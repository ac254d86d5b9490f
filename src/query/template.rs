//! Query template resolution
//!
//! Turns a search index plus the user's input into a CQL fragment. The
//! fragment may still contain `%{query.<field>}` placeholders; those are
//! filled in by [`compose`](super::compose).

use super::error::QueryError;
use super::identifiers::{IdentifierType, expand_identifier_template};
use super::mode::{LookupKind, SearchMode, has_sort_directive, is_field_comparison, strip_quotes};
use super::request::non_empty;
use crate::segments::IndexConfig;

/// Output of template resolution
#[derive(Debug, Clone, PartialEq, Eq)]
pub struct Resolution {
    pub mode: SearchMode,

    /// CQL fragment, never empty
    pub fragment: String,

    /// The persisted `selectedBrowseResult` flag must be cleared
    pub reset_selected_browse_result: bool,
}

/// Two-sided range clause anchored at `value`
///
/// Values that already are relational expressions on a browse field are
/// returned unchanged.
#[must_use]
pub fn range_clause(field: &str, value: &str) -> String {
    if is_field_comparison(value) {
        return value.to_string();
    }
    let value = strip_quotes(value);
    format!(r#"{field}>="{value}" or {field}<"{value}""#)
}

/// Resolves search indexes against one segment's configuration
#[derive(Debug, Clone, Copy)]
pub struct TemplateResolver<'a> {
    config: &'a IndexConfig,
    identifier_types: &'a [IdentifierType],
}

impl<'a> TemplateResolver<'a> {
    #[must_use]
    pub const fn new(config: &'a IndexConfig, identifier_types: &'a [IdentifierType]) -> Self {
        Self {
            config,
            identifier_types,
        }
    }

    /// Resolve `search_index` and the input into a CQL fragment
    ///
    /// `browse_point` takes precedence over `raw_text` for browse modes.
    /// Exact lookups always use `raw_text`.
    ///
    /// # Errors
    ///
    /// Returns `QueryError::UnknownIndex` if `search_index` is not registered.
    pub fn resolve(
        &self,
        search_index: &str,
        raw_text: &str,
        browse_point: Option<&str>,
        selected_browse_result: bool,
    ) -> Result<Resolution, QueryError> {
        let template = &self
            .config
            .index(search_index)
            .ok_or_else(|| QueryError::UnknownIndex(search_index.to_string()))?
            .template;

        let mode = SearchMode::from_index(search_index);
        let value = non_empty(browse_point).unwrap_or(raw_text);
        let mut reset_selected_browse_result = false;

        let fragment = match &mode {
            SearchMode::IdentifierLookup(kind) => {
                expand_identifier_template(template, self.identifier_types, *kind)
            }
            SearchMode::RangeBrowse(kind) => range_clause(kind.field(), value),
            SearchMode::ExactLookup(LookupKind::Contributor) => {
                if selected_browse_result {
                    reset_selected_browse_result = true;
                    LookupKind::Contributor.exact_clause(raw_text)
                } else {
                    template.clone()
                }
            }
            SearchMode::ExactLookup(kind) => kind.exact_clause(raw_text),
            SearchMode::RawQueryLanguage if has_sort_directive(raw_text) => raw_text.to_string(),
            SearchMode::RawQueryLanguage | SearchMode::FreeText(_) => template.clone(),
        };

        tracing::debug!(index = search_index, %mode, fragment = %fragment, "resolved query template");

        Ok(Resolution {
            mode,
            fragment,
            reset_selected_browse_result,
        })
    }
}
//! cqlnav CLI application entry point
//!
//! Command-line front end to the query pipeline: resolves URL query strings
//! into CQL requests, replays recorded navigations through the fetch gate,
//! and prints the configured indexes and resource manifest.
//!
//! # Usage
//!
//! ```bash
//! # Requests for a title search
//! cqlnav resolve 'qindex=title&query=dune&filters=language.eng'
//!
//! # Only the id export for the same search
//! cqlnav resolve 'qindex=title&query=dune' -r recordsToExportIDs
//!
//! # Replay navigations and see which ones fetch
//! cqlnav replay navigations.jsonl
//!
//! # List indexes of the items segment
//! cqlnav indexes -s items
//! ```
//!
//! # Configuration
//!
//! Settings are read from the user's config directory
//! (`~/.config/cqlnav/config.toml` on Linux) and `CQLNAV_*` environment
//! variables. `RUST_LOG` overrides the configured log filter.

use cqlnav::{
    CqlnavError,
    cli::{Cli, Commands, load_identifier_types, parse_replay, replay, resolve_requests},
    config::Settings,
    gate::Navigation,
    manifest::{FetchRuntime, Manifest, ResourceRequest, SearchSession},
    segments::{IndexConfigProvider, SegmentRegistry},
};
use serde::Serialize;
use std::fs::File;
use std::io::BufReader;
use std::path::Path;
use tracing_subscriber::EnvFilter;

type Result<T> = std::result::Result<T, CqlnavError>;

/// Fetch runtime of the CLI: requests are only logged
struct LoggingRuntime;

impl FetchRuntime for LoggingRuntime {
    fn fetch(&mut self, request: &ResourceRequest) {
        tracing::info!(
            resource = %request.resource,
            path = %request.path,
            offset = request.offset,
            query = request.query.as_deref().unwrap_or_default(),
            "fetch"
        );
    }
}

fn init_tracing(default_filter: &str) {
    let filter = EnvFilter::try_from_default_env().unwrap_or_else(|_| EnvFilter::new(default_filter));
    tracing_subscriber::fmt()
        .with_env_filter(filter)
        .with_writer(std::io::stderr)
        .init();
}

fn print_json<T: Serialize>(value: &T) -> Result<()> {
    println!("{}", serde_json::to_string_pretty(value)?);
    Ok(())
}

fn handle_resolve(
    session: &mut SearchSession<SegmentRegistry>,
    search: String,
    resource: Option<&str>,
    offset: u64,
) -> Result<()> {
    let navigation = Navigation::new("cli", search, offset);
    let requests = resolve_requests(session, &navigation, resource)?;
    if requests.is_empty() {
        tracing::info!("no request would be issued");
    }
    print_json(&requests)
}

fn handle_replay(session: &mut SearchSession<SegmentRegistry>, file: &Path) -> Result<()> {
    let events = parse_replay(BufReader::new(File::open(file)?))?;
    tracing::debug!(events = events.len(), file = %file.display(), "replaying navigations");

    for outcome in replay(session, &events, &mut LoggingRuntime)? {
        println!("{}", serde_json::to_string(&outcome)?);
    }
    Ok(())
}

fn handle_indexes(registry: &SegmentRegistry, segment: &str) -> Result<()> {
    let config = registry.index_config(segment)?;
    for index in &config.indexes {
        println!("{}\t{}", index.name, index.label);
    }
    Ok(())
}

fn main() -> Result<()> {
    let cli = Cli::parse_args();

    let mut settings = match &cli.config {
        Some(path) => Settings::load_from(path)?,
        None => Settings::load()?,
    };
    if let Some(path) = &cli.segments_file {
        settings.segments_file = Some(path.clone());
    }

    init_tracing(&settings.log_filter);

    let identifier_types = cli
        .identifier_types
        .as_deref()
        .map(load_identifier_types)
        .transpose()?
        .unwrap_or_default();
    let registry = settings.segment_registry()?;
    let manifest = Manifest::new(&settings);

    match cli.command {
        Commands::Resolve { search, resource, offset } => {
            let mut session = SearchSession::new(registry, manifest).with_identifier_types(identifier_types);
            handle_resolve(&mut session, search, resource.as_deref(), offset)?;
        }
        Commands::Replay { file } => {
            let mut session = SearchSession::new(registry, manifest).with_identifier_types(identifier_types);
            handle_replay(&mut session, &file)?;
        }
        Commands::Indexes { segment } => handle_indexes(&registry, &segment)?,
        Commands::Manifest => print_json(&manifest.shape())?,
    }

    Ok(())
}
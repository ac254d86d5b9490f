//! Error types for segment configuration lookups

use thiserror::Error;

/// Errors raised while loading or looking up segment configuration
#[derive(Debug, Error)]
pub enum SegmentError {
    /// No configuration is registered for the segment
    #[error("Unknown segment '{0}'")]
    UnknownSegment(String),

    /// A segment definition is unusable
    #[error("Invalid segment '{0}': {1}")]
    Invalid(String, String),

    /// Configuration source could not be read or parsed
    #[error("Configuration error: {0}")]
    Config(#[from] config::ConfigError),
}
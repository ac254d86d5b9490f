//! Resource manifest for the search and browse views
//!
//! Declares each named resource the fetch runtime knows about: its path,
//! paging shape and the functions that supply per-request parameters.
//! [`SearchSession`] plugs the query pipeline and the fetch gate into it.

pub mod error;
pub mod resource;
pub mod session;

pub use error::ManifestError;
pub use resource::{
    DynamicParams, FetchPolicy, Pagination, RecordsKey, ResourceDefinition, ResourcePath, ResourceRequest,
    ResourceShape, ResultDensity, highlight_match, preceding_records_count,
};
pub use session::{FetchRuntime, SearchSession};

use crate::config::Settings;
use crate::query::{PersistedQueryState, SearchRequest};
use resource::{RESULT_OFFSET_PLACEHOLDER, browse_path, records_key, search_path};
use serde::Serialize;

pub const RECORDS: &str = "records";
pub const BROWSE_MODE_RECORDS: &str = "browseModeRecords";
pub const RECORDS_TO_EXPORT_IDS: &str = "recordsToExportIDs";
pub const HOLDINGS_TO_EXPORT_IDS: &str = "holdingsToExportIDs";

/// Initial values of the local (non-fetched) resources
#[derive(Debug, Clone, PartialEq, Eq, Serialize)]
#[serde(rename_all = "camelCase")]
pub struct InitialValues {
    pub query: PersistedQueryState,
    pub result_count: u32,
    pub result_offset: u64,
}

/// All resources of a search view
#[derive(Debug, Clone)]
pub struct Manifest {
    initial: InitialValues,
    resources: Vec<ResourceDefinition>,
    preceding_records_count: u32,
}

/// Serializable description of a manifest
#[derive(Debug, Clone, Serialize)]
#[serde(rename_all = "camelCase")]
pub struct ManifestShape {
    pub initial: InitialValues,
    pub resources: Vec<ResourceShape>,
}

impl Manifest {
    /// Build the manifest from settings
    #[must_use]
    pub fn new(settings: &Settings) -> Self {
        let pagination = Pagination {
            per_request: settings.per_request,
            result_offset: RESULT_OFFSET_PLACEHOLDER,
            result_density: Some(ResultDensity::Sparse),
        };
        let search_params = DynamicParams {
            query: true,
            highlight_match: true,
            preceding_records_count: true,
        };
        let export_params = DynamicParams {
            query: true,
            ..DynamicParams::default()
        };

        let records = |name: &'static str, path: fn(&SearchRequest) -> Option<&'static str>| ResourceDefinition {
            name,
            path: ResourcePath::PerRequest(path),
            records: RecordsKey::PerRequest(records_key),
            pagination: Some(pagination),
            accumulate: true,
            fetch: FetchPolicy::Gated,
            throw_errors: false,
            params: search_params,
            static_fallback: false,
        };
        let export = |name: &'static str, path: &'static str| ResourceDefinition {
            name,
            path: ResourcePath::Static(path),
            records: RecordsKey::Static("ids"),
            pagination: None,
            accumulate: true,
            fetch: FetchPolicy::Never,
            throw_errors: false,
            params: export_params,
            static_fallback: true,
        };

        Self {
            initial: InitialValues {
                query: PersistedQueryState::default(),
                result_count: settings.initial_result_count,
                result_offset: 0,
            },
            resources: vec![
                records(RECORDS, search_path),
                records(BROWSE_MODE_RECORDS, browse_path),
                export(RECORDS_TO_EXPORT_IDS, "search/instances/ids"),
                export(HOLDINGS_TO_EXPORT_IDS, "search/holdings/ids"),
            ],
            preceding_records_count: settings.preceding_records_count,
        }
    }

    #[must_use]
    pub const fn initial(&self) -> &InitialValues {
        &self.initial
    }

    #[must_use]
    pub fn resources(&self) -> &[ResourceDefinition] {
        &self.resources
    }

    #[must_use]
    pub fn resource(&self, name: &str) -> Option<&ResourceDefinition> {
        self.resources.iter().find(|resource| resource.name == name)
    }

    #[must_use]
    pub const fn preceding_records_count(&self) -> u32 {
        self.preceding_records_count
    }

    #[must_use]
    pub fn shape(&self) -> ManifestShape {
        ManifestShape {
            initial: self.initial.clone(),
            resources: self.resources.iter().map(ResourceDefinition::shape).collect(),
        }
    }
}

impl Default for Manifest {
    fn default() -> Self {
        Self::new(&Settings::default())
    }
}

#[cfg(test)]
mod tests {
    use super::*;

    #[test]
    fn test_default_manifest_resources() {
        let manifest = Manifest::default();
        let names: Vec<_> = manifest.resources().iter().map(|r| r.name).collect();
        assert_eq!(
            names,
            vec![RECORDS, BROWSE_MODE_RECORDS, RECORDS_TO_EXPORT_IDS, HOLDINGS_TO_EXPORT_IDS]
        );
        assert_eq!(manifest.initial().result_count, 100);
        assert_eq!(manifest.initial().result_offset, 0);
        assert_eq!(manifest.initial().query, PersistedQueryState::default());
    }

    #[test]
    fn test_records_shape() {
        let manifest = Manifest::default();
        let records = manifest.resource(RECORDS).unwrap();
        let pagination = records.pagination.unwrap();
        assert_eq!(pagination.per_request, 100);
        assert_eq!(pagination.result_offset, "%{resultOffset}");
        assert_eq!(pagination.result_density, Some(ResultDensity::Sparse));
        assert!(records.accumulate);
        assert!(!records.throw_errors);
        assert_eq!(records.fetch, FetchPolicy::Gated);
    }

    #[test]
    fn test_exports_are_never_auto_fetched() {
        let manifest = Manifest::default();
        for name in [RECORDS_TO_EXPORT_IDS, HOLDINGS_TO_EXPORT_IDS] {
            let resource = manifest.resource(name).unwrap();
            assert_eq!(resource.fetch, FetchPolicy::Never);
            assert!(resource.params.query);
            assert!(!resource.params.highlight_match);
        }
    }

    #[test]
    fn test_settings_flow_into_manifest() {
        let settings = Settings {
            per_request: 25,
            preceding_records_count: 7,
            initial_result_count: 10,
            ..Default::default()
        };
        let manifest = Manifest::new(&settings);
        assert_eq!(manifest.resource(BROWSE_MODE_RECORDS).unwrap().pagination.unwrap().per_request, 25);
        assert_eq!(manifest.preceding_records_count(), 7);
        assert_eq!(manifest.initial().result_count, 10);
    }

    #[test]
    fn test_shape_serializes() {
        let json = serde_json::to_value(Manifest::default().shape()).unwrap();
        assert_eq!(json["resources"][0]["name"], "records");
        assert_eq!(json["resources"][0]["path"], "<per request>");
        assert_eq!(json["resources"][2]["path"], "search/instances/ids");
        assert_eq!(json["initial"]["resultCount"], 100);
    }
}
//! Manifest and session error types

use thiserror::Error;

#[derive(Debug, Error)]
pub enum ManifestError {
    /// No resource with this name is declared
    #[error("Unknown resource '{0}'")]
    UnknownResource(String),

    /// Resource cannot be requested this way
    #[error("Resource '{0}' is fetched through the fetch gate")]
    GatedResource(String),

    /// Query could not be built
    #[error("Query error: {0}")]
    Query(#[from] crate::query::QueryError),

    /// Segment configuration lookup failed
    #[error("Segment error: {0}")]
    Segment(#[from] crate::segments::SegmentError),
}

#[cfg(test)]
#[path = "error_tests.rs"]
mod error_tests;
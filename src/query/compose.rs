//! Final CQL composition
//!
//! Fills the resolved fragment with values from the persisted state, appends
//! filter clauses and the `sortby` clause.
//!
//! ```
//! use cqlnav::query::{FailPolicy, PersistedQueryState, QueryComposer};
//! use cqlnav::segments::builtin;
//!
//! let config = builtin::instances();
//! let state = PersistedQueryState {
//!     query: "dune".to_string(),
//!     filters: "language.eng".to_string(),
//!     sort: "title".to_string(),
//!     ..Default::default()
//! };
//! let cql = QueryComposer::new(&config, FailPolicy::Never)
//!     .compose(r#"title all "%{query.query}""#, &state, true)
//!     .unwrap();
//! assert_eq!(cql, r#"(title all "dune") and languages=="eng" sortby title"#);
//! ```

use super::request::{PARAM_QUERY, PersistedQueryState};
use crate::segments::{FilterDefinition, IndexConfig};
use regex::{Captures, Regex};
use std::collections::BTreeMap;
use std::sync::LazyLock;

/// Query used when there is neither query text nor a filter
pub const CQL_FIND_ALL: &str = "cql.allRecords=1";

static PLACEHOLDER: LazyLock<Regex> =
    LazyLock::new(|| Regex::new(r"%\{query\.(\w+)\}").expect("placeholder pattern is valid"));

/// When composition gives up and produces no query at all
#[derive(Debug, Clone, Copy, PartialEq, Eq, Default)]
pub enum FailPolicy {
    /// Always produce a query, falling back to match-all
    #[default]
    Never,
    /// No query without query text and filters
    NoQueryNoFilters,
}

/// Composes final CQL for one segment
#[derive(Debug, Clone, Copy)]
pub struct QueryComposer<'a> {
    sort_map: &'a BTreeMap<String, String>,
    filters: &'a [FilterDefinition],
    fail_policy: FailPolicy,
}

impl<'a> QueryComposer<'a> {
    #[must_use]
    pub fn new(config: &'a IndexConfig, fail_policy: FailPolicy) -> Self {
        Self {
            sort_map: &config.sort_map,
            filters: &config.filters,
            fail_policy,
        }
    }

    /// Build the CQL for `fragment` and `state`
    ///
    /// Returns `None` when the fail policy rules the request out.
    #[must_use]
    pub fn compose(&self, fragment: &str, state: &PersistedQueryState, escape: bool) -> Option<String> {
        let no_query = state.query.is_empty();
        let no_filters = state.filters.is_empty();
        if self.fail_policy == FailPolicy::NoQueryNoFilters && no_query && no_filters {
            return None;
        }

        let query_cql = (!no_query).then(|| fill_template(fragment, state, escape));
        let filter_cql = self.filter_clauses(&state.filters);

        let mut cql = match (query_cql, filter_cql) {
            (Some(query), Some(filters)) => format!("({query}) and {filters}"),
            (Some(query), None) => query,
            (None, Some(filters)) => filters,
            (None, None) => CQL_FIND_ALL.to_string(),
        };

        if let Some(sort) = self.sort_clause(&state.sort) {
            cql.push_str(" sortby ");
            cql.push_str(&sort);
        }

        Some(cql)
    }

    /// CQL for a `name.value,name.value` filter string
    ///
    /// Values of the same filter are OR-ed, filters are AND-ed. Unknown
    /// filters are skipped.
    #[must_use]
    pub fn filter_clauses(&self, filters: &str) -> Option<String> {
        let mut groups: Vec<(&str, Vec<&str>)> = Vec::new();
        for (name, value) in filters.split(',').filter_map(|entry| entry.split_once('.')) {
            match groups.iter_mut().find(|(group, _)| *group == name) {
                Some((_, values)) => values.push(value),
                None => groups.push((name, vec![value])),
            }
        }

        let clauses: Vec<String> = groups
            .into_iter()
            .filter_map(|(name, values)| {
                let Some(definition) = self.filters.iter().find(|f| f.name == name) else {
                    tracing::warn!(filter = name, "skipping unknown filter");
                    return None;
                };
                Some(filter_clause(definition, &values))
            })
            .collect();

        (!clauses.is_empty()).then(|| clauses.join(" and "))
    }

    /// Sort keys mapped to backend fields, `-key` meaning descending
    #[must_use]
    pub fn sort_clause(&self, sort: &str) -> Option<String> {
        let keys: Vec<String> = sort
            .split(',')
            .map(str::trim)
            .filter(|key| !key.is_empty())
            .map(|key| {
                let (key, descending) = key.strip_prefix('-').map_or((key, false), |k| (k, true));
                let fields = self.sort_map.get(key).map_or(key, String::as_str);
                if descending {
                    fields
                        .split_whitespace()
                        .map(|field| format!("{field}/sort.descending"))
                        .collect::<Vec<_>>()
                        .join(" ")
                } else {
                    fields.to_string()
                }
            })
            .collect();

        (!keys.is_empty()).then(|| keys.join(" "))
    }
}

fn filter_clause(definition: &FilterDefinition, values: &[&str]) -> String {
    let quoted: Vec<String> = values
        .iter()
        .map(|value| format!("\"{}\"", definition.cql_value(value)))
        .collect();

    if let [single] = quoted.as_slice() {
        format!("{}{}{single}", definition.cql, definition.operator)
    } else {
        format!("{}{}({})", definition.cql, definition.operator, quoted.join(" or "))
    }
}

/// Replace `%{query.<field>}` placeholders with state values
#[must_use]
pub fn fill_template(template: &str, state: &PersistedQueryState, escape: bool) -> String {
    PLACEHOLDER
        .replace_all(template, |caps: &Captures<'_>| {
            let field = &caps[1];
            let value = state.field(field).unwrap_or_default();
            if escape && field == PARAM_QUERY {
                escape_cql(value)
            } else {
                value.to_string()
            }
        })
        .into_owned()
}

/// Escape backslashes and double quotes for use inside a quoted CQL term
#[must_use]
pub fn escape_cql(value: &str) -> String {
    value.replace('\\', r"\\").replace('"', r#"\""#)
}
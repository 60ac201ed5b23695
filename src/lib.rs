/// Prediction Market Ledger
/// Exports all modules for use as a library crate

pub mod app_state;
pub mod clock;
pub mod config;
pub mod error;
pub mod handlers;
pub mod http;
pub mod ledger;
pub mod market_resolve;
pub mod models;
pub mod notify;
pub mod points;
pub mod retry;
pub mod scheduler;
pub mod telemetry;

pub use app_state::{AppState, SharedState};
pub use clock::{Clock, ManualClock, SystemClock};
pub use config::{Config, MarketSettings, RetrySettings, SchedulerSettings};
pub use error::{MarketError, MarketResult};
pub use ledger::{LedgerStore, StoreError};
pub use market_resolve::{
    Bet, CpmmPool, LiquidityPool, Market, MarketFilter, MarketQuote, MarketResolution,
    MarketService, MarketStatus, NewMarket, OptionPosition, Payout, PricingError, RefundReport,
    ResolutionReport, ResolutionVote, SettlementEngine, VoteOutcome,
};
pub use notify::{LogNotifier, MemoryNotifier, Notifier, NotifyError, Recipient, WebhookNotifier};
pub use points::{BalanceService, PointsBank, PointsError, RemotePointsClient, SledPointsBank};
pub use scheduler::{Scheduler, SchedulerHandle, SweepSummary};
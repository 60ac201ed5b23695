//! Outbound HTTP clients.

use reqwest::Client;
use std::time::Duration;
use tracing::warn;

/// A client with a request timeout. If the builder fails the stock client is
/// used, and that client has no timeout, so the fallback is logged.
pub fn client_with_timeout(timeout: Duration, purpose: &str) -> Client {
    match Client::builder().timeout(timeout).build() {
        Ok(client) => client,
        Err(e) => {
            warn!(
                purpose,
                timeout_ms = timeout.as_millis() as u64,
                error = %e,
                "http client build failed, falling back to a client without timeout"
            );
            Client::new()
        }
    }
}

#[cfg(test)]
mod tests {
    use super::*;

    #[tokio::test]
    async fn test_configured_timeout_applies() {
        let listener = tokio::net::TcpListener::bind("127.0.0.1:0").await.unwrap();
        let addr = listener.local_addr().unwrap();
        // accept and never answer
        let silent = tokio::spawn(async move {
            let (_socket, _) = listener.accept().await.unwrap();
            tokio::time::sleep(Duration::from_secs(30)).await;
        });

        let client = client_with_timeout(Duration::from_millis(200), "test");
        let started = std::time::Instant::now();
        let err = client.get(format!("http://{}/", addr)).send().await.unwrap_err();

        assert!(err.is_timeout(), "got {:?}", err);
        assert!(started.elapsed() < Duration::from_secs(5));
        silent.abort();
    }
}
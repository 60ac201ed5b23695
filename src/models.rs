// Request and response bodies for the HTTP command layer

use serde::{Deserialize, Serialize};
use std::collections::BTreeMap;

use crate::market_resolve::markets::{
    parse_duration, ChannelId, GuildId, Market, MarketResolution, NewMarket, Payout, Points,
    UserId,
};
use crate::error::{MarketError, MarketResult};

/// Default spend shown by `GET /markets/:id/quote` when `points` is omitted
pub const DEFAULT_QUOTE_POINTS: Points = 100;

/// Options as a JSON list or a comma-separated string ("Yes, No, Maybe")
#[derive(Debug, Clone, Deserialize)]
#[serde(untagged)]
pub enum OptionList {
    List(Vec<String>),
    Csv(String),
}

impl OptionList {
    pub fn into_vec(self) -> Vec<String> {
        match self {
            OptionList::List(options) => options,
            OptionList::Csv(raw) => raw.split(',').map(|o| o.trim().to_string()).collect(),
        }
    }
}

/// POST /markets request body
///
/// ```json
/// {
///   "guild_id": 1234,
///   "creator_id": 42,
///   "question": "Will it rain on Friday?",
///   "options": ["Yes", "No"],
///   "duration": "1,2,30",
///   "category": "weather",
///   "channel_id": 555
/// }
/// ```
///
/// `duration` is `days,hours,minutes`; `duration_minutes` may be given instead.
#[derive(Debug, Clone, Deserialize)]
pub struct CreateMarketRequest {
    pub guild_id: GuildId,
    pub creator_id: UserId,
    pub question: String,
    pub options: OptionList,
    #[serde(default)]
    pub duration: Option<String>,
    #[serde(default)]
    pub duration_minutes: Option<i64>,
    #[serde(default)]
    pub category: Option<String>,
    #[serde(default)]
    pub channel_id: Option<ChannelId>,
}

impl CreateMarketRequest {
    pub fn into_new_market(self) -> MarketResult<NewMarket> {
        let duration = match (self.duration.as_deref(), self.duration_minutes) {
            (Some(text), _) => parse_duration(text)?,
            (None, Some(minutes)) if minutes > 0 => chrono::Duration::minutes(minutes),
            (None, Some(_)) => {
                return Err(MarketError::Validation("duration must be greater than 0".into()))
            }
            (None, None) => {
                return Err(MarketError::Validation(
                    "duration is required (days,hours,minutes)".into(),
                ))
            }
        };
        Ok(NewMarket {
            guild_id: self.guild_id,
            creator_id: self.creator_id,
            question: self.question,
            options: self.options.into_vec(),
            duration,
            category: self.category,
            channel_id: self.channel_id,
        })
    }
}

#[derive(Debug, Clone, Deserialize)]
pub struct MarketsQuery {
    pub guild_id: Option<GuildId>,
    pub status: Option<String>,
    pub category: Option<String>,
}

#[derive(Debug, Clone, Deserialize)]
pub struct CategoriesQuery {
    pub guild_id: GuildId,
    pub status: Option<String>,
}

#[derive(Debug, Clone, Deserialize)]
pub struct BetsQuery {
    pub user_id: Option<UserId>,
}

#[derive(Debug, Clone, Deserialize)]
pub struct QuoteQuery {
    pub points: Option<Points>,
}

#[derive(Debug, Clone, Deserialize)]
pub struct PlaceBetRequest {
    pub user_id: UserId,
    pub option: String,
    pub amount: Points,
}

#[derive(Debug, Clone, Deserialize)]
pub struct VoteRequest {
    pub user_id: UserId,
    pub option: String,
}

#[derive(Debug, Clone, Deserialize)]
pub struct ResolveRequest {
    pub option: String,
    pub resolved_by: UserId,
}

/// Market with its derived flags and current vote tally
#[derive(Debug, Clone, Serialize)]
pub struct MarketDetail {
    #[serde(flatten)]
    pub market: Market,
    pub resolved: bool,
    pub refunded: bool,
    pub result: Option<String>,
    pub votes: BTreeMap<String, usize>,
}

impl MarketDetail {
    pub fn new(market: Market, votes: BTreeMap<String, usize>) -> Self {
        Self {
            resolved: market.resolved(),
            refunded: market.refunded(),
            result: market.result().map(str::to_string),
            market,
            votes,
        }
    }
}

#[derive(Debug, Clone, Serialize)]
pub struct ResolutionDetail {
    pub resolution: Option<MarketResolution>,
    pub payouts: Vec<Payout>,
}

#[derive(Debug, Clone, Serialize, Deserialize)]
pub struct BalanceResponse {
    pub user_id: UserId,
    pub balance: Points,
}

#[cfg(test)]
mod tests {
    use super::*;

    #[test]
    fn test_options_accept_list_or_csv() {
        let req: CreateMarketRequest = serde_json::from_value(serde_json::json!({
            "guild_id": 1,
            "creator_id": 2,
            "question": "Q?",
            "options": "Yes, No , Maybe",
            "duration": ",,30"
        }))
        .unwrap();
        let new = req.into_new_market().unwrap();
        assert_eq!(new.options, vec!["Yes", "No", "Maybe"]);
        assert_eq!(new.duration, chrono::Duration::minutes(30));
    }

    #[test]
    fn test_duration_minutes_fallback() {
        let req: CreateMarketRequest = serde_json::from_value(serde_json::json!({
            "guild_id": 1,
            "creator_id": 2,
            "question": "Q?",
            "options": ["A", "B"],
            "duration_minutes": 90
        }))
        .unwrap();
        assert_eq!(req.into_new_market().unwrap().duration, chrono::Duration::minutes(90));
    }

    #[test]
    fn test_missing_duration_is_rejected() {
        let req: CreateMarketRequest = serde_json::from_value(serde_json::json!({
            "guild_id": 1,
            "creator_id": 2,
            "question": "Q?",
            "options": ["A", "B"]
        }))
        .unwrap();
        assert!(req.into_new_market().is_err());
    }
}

### ABOUT THIS TASK
Tell how many lines in the data hold the string "then". Only the number is wanted.

### ANSWER BELOW
3